Primeira Testemunha
Mesmo nos textos bíblicos - escritos, vale lembrar, por homens - a importância de Maria Madalena é inegável. Não é exagero dizer que, nos evangelhos, o nome dela lidera a lista de mulheres discípulas da mesma maneira que o nome de Simão Pedro encabaça a lista de discípulos masculinos. Além disso, a presença de Madalena em momentos decisivos da Paixão de Cristo foi notada pelos quatro evangelistas. Ela esteve aos pés da cruz e testemunhou a ressurreição de Cristo - sem a qual o Cristianismo nem existiria.
O relado do encontro de Madalena com Jesus ressucistado contado pelo Evangelho de João é impressionante.
Após dirigir-se ao sepulcoro onde deveria estar o corpo de Cristo e não encontrar nada, Maria desespera-se. Recusando-se a crer que o Mestre não estava ali, ela volta a olhar para dentro do local, mas vê apenas dois anjos vestidos de branco, a quem diz que está à procura do seu Senhor. Naquele momento, ela se depara com Jesus ali, em pé, mas não o reconhece. Ele lhe pergunta porque chora. Pensando que fosse o jardineiro, Madalena lhe diz: "Se o senhor o levou embora, diga-me onde o colocou, e eu o pegarei." Jesus, então, a chama "Maria!" Ao dar-se conta de que era o próprio Cristo, ela exclama: "Raboni!" (que, em aramaico, significa "mestre").
Em seguida Jesus pede que ela conte aos outros que Ele estava de volta. "Maria Madalena foi e anunciou aos discípulos: "Eu vi o Senhor!", escreve João.
Maria é aquela que orienta, que dá o discernimento, que mostra qual o caminho para os discípulos. Ela tem conhecimentos secretos sobre Jesus, mais do que os apóstolos homens. Em sua passagem do Evangelho de Maria Madalena, o próprio Simão Pedro admite isso: "Irmã, nós sabemos que o Mestre te amou diferentemente das outras mulheres. Diz-nos as palavras que Ele te disse, das quais tu te lembras e das quais nós não tivemos conhecimento."
Porém, o trecho seguinte, do mesmo evangelho, revela o descrédito do apóstolo: "Pedro ajuntou: 'Será possível que o Mestre tenha conversado assim, com uma mulher, sobre segredos que nós mesmos ignoramos?(...) Será que Ele a escolheu e a preferiu a nós?'." Madalena responde: "Meu irmão Pedro, que é que tu tens na cabeça? Crês que eu sozinha, na minha imaginação, inventei essa visão, ou que a propósito de nosso Mestre eu disse mentiras?". Mas, como se sabe, foi a versão de Pedro que entrou para a História.
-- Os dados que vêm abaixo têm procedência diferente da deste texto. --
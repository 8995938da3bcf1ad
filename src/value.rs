//! Key types stored in [`Column`](crate::column::Column)s

use rusqlite::types::{
	FromSql,
	FromSqlResult,
	ToSql,
	ToSqlOutput,
	Value as SqlValue,
	ValueRef
};
use rusqlite::Result as SqlResult;

use crate::column::{
	Affinity,
	Column
};

/// Surrogate `INTEGER PRIMARY KEY` of a row
///
/// [`Id::NULL`] binds as SQL `NULL`, which makes SQLite assign the next id on insert.
/// [`Database::create`](crate::Database::create) writes the assigned id back into the entry.
#[derive(Clone, Copy, Debug, Default, PartialEq, Eq, Hash, PartialOrd, Ord)]
pub struct Id(Option<i64>);

impl Id {
	pub const NULL: Self = Self(None);

	pub const fn from_i64(id: i64) -> Self {
		Self(Some(id))
	}
	pub const fn get(&self) -> Option<i64> {
		self.0
	}
	pub const fn is_null(&self) -> bool {
		self.0.is_none()
	}
}

impl ToSql for Id {
	fn to_sql(&self) -> SqlResult<ToSqlOutput<'_>> {
		Ok(match self.0 {
			Some(id) => ToSqlOutput::from(id),
			None => ToSqlOutput::Owned(SqlValue::Null)
		})
	}
}

impl FromSql for Id {
	fn column_result(value: ValueRef<'_>) -> FromSqlResult<Self> {
		Option::<i64>::column_result(value).map(Self)
	}
}

crate::impl_from_to_sql_2!(Id);

impl Column for Id {
	const AFFINITY: Affinity = Affinity::Integer;
	const NULLABLE: bool = true;
}
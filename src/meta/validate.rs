use crate::{
	Schema,
	Table
};

/// Marks a [`Table`] as one of the tables of the [`Schema`] `S`
pub trait PartOf<S: Schema>: Table {}
use std::fs;
use std::process::Command;

use motlite::{
	Database,
	Lexicon,
	Word,
};

fn motlite() -> Command {
	let mut cmd = Command::new(env!("CARGO_BIN_EXE_motlite"));
	cmd.env_remove("MOTLITE_SOURCE")
		.env_remove("MOTLITE_DATABASE")
		.env_remove("RUST_LOG");
	cmd
}

#[test]
fn convert_then_load() {
	let dir = tempfile::tempdir().unwrap();
	let txt = dir.path().join("ods6.txt");
	let json = dir.path().join("ods6.json");
	let database = dir.path().join("ods6.sqlite");
	fs::write(&txt, "chat\nchien\n\nsouris\n").unwrap();

	let status = motlite()
		.arg("convert")
		.arg("--input").arg(&txt)
		.arg("--output").arg(&json)
		.status()
		.expect("convert failed to run");
	assert!(status.success());

	let output = motlite()
		.arg("load")
		.arg("--source").arg(&json)
		.arg("--database").arg(&database)
		.output()
		.expect("load failed to run");
	assert!(output.status.success());
	let stdout = String::from_utf8_lossy(&output.stdout);
	assert!(stdout.contains("loaded 3 words"), "{stdout}");

	let db = Database::<Lexicon>::open(&database).unwrap();
	assert_eq!(db.count::<Word>().unwrap(), 3);
}

#[test]
fn defaults_come_from_environment() {
	let dir = tempfile::tempdir().unwrap();
	let json = dir.path().join("words.json");
	let database = dir.path().join("words.sqlite");
	fs::write(&json, r#"{"mots": ["chat"]}"#).unwrap();

	// no subcommand means `load`
	let status = motlite()
		.env("MOTLITE_SOURCE", &json)
		.env("MOTLITE_DATABASE", &database)
		.status()
		.expect("load failed to run");
	assert!(status.success());

	let db = Database::<Lexicon>::open(&database).unwrap();
	assert_eq!(db.count::<Word>().unwrap(), 1);
}

#[test]
fn failures_report_their_stage() {
	let dir = tempfile::tempdir().unwrap();
	let json = dir.path().join("ods6.json");
	let database = dir.path().join("ods6.sqlite");

	let cases = [
		(None, 3, "error (read)"),
		(Some("{"), 4, "error (parse)"),
		(Some(r#"{"words": []}"#), 5, "error (schema)"),
		(Some(r#"{"mots": ["chat", "chat"]}"#), 6, "error (store)"),
	];
	for (contents, code, message) in cases {
		match contents {
			Some(contents) => fs::write(&json, contents).unwrap(),
			None => { let _ = fs::remove_file(&json); }
		}
		let output = motlite()
			.arg("load")
			.arg("--source").arg(&json)
			.arg("--database").arg(&database)
			.output()
			.expect("load failed to run");
		assert_eq!(output.status.code(), Some(code), "{message}");
		let stderr = String::from_utf8_lossy(&output.stderr);
		assert!(stderr.contains(message), "{stderr}");
	}
}

#[test]
fn skip_duplicates_flag() {
	let dir = tempfile::tempdir().unwrap();
	let json = dir.path().join("ods6.json");
	let database = dir.path().join("ods6.sqlite");
	fs::write(&json, r#"{"mots": ["chat", "chat", "chien"]}"#).unwrap();

	let output = motlite()
		.arg("load")
		.arg("--source").arg(&json)
		.arg("--database").arg(&database)
		.arg("--skip-duplicates")
		.output()
		.expect("load failed to run");
	assert!(output.status.success());
	let stdout = String::from_utf8_lossy(&output.stdout);
	assert!(stdout.contains("1 duplicates skipped"), "{stdout}");
}

#[test]
fn load_flags_work_without_subcommand() {
	let dir = tempfile::tempdir().unwrap();
	let json = dir.path().join("ods6.json");
	let database = dir.path().join("ods6.sqlite");
	fs::write(&json, r#"{"mots": ["chat", "chat", "chien"]}"#).unwrap();

	let output = motlite()
		.arg("--source").arg(&json)
		.arg("--database").arg(&database)
		.arg("--skip-duplicates")
		.output()
		.expect("load failed to run");
	assert!(output.status.success(), "{}", String::from_utf8_lossy(&output.stderr));

	let db = Database::<Lexicon>::open(&database).unwrap();
	assert_eq!(db.count::<Word>().unwrap(), 2);
}

#[test]
fn usage_errors_are_not_stage_failures() {
	let output = motlite()
		.arg("--no-such-flag")
		.output()
		.expect("motlite failed to run");
	assert_eq!(output.status.code(), Some(2));
}

#[test]
fn json_summary() {
	let dir = tempfile::tempdir().unwrap();
	let json = dir.path().join("ods6.json");
	let database = dir.path().join("ods6.sqlite");
	fs::write(&json, r#"{"mots": ["chat", "chien", "chat"]}"#).unwrap();

	let output = motlite()
		.arg("load")
		.arg("--source").arg(&json)
		.arg("--database").arg(&database)
		.arg("--skip-duplicates")
		.arg("--json")
		.output()
		.expect("load failed to run");
	assert!(output.status.success());

	let summary: serde_json::Value = serde_json::from_slice(&output.stdout).unwrap();
	assert_eq!(summary["table"], "words_ods6");
	assert_eq!(summary["words_read"], 3);
	assert_eq!(summary["rows_inserted"], 2);
	assert_eq!(summary["duplicates_skipped"], 1);
}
Numa sociedade patriarcal, os homens é que tinham credibilidade. Eles se reuniram e formaram um grupo seguidor de Jesus. Maria Madalena não tinha tanto poder para convocar e aglutinar pessoas.
Se ela tivesse assumido a liderança dos primeiros cristãos ao lado de Pedro, o Cristianismo provavelmente teria se constituído de maneira diferente. A Igreja teria um outro rosto, menos machista e menos hierárquico.
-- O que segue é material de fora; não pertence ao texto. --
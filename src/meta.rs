//! Compile-time checks tying [`Table`](crate::Table)s to the [`Schema`](crate::Schema) they belong to
//!
//! [`Database`](crate::Database) only reads and writes entries whose table is [`PartOf`] its schema.
//!```compile_fail
//! use motlite::{Database, Entry, Table};
//! use motlite::column::ColumnDef;
//! use motlite::schema::Schema;
//! use motlite::types::Binder;
//! use motlite::word::Lexicon;
//!
//! /// Not part of `Lexicon`
//! struct Stray;
//! impl Table for Stray {
//!     const NAME: &'static str = "stray";
//!     const COLUMNS: &'static [(&'static str, ColumnDef)] = &[];
//! }
//! impl Entry for Stray {
//!     const GET_ALL: &'static str = "SELECT 1";
//!     const INSERT: &'static str = "SELECT 1";
//!     fn bind_to(&self, _: &mut Binder<'_, '_>) -> rusqlite::Result<()> { Ok(()) }
//!     fn from_row(_: &rusqlite::Row<'_>) -> rusqlite::Result<Self> { Ok(Stray) }
//! }
//!
//! let db = Database::<Lexicon>::open_in_memory().unwrap();
//! db.get_all::<Stray>();    // ← `Stray` is not `PartOf<Lexicon>`
//! ```

pub mod validate;
pub use validate::PartOf;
Mesmo assim, Madalena é hoje considerada um modelo para os fiéis cristãos. Maria, a apóstola, é ao mesmo tempo feminina e espiritual. Seu estatus como mulher não impediu que ela ensinasse, pregasse e proclamasse o legado de Jesus.
Maria, a prostituta, é também símbolo de esperança e poder para todos os que pecam, sabem que não são perfeitos e precisam de outra chance na vida.
Bendita Madalena!
De Eremita a Padroeira Exemplar
Conta uma lenda medieval que, depois da ressurreição de Jesus, Maria Madalena teria se retirado para um eremitério na França, onde viveu solitária e em penitência. Esse comportamento recluso inspirou uma abadia beneditina na cidade francesa de Vézelay, que, em 1050, foi colocada sob a proteção de Santa Maria Madalena - foi o primeiro registro dela como santa.
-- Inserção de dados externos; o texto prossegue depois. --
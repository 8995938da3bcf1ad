//! Load a [`SourceDocument`] into the `words_ods6` table
//!
//! The pipeline is linear: read and parse the document, open the database, then drop, recreate and fill
//! the table inside a single transaction. Nothing touches the database before the document has parsed,
//! and any failure after that rolls the transaction back, leaving the previous table as it was.

use std::collections::HashSet;
use std::path::{
	Path,
	PathBuf
};

use log::{
	debug,
	info,
	warn
};
use rusqlite::{
	ffi,
	Error as SqlError
};
use serde::Serialize;

use crate::{
	Database,
	Session,
	Table
};
use crate::error::LoadError;
use crate::source::SourceDocument;
use crate::word::{
	Lexicon,
	Word
};

#[derive(Clone, Copy, Debug, Default, PartialEq, Eq)]
pub struct LoadOptions {
	/// Skip words already in the table instead of aborting the run
	pub skip_duplicates: bool
}

/// Summary of a successful run
#[derive(Clone, Debug, PartialEq, Eq, Serialize)]
pub struct LoadReport {
	pub source: PathBuf,
	pub database: PathBuf,
	pub table: &'static str,
	pub words_read: usize,
	pub rows_inserted: usize,
	pub duplicates_skipped: usize
}

/// Replace the word table of `db_path` with the words of `source_path`, aborting on the first duplicate
pub fn load(source_path: &Path, db_path: &Path) -> Result<LoadReport, LoadError> {
	load_with(source_path, db_path, &LoadOptions::default())
}

pub fn load_with(source_path: &Path, db_path: &Path, options: &LoadOptions)
	-> Result<LoadReport, LoadError>
{
	let document = SourceDocument::read(source_path)?;
	info!("read {} words from {}", document.len(), source_path.display());

	let mut db = Database::<Lexicon>::open(db_path)?;
	let words_read = document.len();
	let (rows_inserted, duplicates_skipped) = fill(&mut db, document, options)?;
	db.close()?;

	info!(
		"committed {rows_inserted} rows to {} in {}",
		Word::NAME,
		db_path.display()
	);
	Ok(LoadReport {
		source: source_path.to_owned(),
		database: db_path.to_owned(),
		table: Word::NAME,
		words_read,
		rows_inserted,
		duplicates_skipped
	})
}

/// Replace the table and insert every word, committing only if all of it succeeded
///
/// Skipped repeats never reach SQLite, so ids stay consecutive in source order.
/// Returns the number of rows inserted and of duplicates skipped.
pub fn fill(
	db: &mut Database<Lexicon>,
	document: SourceDocument,
	options: &LoadOptions)
	-> Result<(usize, usize), LoadError>
{
	let session = db.transaction()?;
	session.replace::<Word>()?;
	debug!("replaced table {}", Word::NAME);

	let mut seen = HashSet::new();
	let mut inserted = 0;
	let mut skipped = 0;
	for (position, word) in document.mots.into_iter().enumerate() {
		if options.skip_duplicates && !seen.insert(word.clone()) {
			warn!("skipping duplicate word {word:?} at position {position}");
			skipped += 1;
			continue;
		}
		inserted += insert(&session, Word::new(word), position)?;
	}

	session.commit()?;
	Ok((inserted, skipped))
}

fn insert(session: &Session<'_, Lexicon>, entry: Word, position: usize)
	-> Result<usize, LoadError>
{
	session.insert(&entry).map_err(|source| match is_unique_violation(&source) {
		true => LoadError::ConstraintViolation {
			word: entry.word,
			position,
			source
		},
		false => LoadError::Storage(source),
	})
}

fn is_unique_violation(err: &SqlError) -> bool {
	matches!(
		err,
		SqlError::SqliteFailure(e, _) if e.extended_code == ffi::SQLITE_CONSTRAINT_UNIQUE
	)
}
O culto recebe, em seguida, um impulso extraordinário na época das Cruzadas, de 1146 a 1190, surgindo outros santuários dedicados a Madelena, entre os quais o de Aix e de Saint-Maximin na Provença.
O culto à Santa Madalena teve seu auge na Idade Média: os monges de Vézelay chegaram a organizar uma exposição e trasladação do corpo que acreditavam ser dela. Logo surgiram pregrinações à gruta de Sainte-Baume, onde Madalena teria vivido seu período de reclusão.
Os relatos de milagres atribuídos à santa, que se manifestava na forma de uma pomba branca, começaram a se multiplicar. A identificação de Madalena com as outras mulheres da Bíblia lhe rendeu o título de padroeira dos perfumistas, estecisitas e cabeleireiros, além, é claro, das prostitutas. Ela é homenageada em 22 de Julho.
Em 1226, apareceu uma "Ordem das Madalenas" no sul da França. A instituição tentava recuperar moças arrependidas da prostituição. O exemplo espalhou-se pela Europa e ordens semelhantes surgiram na Inglaterra, na Alemanha e na Itália, mas a maioria delas não sobrevivieu até o século 19. Apenas um número proporcionalmente baixo de prostitutas aceitava entrar nessas ordens.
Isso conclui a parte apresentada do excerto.